Recorded data
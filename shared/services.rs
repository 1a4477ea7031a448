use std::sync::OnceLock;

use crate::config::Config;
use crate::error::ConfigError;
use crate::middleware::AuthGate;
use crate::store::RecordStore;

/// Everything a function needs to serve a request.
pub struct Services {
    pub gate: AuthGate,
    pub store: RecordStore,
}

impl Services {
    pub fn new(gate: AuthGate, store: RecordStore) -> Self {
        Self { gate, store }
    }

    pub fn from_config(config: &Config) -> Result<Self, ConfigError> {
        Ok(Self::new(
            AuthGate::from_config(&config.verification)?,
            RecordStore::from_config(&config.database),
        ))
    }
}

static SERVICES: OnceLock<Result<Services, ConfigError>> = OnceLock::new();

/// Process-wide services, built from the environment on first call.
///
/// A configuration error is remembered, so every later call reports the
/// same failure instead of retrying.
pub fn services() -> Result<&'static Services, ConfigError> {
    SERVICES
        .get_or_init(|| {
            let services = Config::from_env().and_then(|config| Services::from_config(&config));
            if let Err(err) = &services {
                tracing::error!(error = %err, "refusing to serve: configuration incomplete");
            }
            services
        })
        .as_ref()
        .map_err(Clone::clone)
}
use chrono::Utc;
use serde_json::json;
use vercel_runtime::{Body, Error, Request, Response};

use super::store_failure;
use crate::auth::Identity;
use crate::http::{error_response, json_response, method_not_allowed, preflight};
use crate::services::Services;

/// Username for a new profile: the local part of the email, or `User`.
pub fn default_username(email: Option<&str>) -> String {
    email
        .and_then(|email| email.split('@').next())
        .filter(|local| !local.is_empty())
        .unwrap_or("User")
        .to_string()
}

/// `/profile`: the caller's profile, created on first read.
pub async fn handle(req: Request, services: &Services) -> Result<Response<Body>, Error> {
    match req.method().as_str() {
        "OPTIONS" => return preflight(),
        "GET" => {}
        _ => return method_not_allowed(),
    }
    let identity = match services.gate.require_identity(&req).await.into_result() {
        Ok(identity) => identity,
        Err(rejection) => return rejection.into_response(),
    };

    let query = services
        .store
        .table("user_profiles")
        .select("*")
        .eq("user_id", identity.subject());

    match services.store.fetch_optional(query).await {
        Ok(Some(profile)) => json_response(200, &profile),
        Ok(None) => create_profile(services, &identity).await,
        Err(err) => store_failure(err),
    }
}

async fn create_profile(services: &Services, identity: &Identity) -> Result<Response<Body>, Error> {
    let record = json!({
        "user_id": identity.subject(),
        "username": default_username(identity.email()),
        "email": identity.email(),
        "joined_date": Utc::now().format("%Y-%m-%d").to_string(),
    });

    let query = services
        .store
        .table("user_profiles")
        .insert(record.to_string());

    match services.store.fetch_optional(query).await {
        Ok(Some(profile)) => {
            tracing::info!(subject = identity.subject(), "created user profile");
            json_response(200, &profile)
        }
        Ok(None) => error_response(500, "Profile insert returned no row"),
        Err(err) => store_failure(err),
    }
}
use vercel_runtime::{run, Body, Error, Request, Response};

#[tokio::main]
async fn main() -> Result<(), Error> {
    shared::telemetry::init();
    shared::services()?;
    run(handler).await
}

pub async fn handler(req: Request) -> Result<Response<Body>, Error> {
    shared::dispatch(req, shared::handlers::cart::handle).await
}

• What is required:
The result should be every line that contains "main", copied from the entries.

• Answer to this problem:
#[tokio::main]
async fn main() -> Result<(), Error> {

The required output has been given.